日本新生児成育医学会雑誌 36(1):152-156;2024 

日本新生児成育医学会雑誌 第36巻 第1号 152 ~ 156頁(2024年)
受付日:2023.10.23
受理日:2023.11.20
de novo 不均衡型転座によるBeckwith-Wiedemann 症候群と5p 欠失症候群の合併例
Overlapping Phenotype of Beckwith-Wiedemann Syndrome and 5p Deletion Syndrome Due to a De Novo Unbalanced Translocation Between Chromosomes 5p and 11p:a Case Report
独立行政法人地域医療機能推進機構(JCHO)九州病院 小児科
Department of Pediatrics, Japan Community Healthcare Organization Kyushu Hospital
横田千恵・山本順子・大村隼也・田中幸一
Chie YOKOTA,Junko YAMAMOTO,Junya OHMURA,Koichi TANAKA
Key Words:partial trisomy 11p,microarray analysis,genetic counseling
 Beckwith-Wiedemann 症候群(BWS)の2%は父由来の11 番染色体短腕部分トリソミーに起因する。

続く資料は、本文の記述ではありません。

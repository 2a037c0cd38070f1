//! Import quotes use case

use crate::domain::Quote;
use crate::error::{MottoError, Result};
use crate::infrastructure::{FileSystemStore, QuoteRepository};
use std::fs;
use std::path::Path;

/// Service for merging an exported JSON file into the store
pub struct ImportQuotesService {
    store: FileSystemStore,
}

impl ImportQuotesService {
    pub fn new(store: FileSystemStore) -> Self {
        ImportQuotesService { store }
    }

    /// Read the file and merge its quotes, returning how many were added.
    pub fn execute(&self, file: &Path) -> Result<usize> {
        let contents = fs::read_to_string(file)?;
        self.merge_serialized(&contents)
    }

    /// Parse-then-validate, then append. The payload is rejected as a whole
    /// when it is not a JSON array of {text, category} objects; the
    /// collection is never partially updated. Element fields are taken
    /// as-is, with no trimming or emptiness checks.
    pub fn merge_serialized(&self, payload: &str) -> Result<usize> {
        let value: serde_json::Value = serde_json::from_str(payload)
            .map_err(|e| MottoError::ImportFormat(format!("not valid JSON: {}", e)))?;

        if !value.is_array() {
            return Err(MottoError::ImportFormat(
                "top-level value must be a JSON array".to_string(),
            ));
        }

        let quotes: Vec<Quote> = serde_json::from_value(value).map_err(|e| {
            MottoError::ImportFormat(format!(
                "array elements must be objects with text and category: {}",
                e
            ))
        })?;

        let mut collection = self.store.load_quotes()?;
        let merged = collection.merge(quotes);
        self.store.save_quotes(&collection)?;

        Ok(merged)
    }
}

症例は在 胎38 週,体重3,684g(+2.2SD)で出生し新生児仮死のため入院,喉頭軟化症がありhigh-flow nasal cannula,経 管栄養を継続し生後6 か月で退院した。小頭症,眼瞼下垂,短頸,鼠径ヘルニア,尿道下裂,難聴,動脈管開存症 に加え,巨舌,臍ヘルニアなどBWS を疑う所見があり,染色体G 分染法は46,XY であったが,マイクロアレイで 5p と11p の不均衡型転座が疑われた。FISH 法で保因者診断も行い核型46,XY,der(5)t(5;11)(p15.2;p15.4) de novo と確定,BWS と5p 欠失症候群の合併例として症状は合致し,2 歳現在,座位不能で重度の精神運動発達 遅滞がある。BWS は腫瘍発生のリスクもあり,診断,フォローアップが重要な疾患である。非特異的な症状に巨舌, 過成長などを伴う場合には,不均衡型転座によるBWS を念頭におく必要がある。

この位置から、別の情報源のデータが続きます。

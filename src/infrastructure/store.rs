//! File system quote store

use crate::domain::{Quote, QuoteCollection};
use crate::error::{MottoError, Result};
use crate::infrastructure::Prefs;
use std::fs;
use std::path::{Path, PathBuf};

/// Abstract repository for quote store operations
pub trait QuoteRepository {
    /// Get the root directory of this store
    fn root(&self) -> &Path;

    /// Load the quote collection, self-healing malformed data to defaults
    fn load_quotes(&self) -> Result<QuoteCollection>;

    /// Overwrite the persisted collection
    fn save_quotes(&self, collection: &QuoteCollection) -> Result<()>;

    /// Load persisted preferences
    fn load_prefs(&self) -> Result<Prefs>;

    /// Save persisted preferences
    fn save_prefs(&self, prefs: &Prefs) -> Result<()>;

    /// Check if the .motto directory exists
    fn is_initialized(&self) -> bool;

    /// Create the .motto directory structure
    fn initialize(&self) -> Result<()>;
}

/// File system implementation of QuoteRepository
#[derive(Debug, Clone)]
pub struct FileSystemStore {
    pub root: PathBuf,
}

impl FileSystemStore {
    /// Create a new store with the given root directory
    pub fn new(root: PathBuf) -> Self {
        FileSystemStore { root }
    }

    /// Discover the store root by walking up from the current directory.
    /// First checks the MOTTO_HOME environment variable, then falls back to
    /// discovery.
    pub fn discover() -> Result<Self> {
        if let Ok(root_path) = std::env::var("MOTTO_HOME") {
            let path = PathBuf::from(root_path);
            if Self::has_motto_dir(&path) {
                return Ok(FileSystemStore::new(path));
            } else {
                return Err(MottoError::Config(format!(
                    "MOTTO_HOME is set to '{}' but no .motto directory found. \
                    Run 'motto init' in that directory or unset MOTTO_HOME.",
                    path.display()
                )));
            }
        }

        let current_dir = std::env::current_dir()?;
        Self::discover_from(&current_dir)
    }

    /// Discover the store root by walking up from a specific starting directory
    pub fn discover_from(start: &Path) -> Result<Self> {
        let mut current = start.to_path_buf();

        loop {
            if Self::has_motto_dir(&current) {
                return Ok(FileSystemStore::new(current));
            }

            match current.parent() {
                Some(parent) => current = parent.to_path_buf(),
                None => {
                    return Err(MottoError::NotMottoDirectory(start.to_path_buf()));
                }
            }
        }
    }

    fn has_motto_dir(path: &Path) -> bool {
        path.join(".motto").is_dir()
    }

    fn quotes_path(&self) -> PathBuf {
        self.root.join(".motto").join("quotes.json")
    }

    fn heal_to_defaults(&self) -> Result<QuoteCollection> {
        let defaults = QuoteCollection::defaults();
        self.save_quotes(&defaults)?;
        Ok(defaults)
    }
}

impl QuoteRepository for FileSystemStore {
    fn root(&self) -> &Path {
        &self.root
    }

    fn load_quotes(&self) -> Result<QuoteCollection> {
        let path = self.quotes_path();

        let contents = match fs::read_to_string(&path) {
            Ok(contents) => contents,
            Err(_) => return self.heal_to_defaults(),
        };

        // Parse-then-validate: anything that is not an array of
        // {text, category} objects is discarded wholesale.
        match serde_json::from_str::<Vec<Quote>>(&contents) {
            Ok(quotes) => Ok(QuoteCollection::new(quotes)),
            Err(_) => self.heal_to_defaults(),
        }
    }

    fn save_quotes(&self, collection: &QuoteCollection) -> Result<()> {
        let motto_dir = self.root.join(".motto");
        if !motto_dir.exists() {
            fs::create_dir(&motto_dir)?;
        }

        let mut contents = serde_json::to_string_pretty(collection)?;
        contents.push('\n');
        fs::write(self.quotes_path(), contents)?;
        Ok(())
    }

    fn load_prefs(&self) -> Result<Prefs> {
        Prefs::load_from_dir(&self.root)
    }

    fn save_prefs(&self, prefs: &Prefs) -> Result<()> {
        prefs.save_to_dir(&self.root)
    }

    fn is_initialized(&self) -> bool {
        Self::has_motto_dir(&self.root)
    }

    fn initialize(&self) -> Result<()> {
        let motto_dir = self.root.join(".motto");

        if motto_dir.exists() {
            return Err(MottoError::Config(format!(
                "Directory already initialized: {}",
                self.root.display()
            )));
        }

        fs::create_dir(&motto_dir)?;
        Ok(())
    }
}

Beckwith-Wiedemann syndrome( BWS) is caused by various 11p15 genetic or epigenetic defects leading to abnormal expression of imprinted genes. A small number of cases (1 to 3%) are due to chromosomal abnormalities involving the 11p15 region, the most common of which is 11p15 paternal duplication. We report a two-year-old boy with a de novo unbalanced chromosomal translocation, consisting of paternal duplication of terminal 11p and terminal deletion of 5p. These are associated with the well-known clinical phenotypes of BWS and 5p deletion syndrome, respectively. The patient presented for clinical evaluation of macroglossia, overgrowth, hypoglycemia, microcephaly, ptosis, short neck, laryngomalacia, inguinal hernia, hypospadias, congenital hearing impairment, developmental delay, and patent ductus arteriosus. Conventional karyotype of the patient was normal, but chromosomal microarray analysis revealed an 8.2 Mb heterozygous copy number gain of chromosome 11p15.5p15.4, along with an 11.4 Mb heterozygous copy number loss of chromosome 5p15.33p15.2. Subtelomeric FISH analysis of the patient and his father confirmed the patient’s karyotype:46,XY.ish der( 5) t( 5;11()p15.2;p15.4) de novo. This report demonstrates the usefulness of chromosomal microarray analysis for detecting unbalanced translocations in patients with developmental delay and atypical symptoms in addition to BWS features.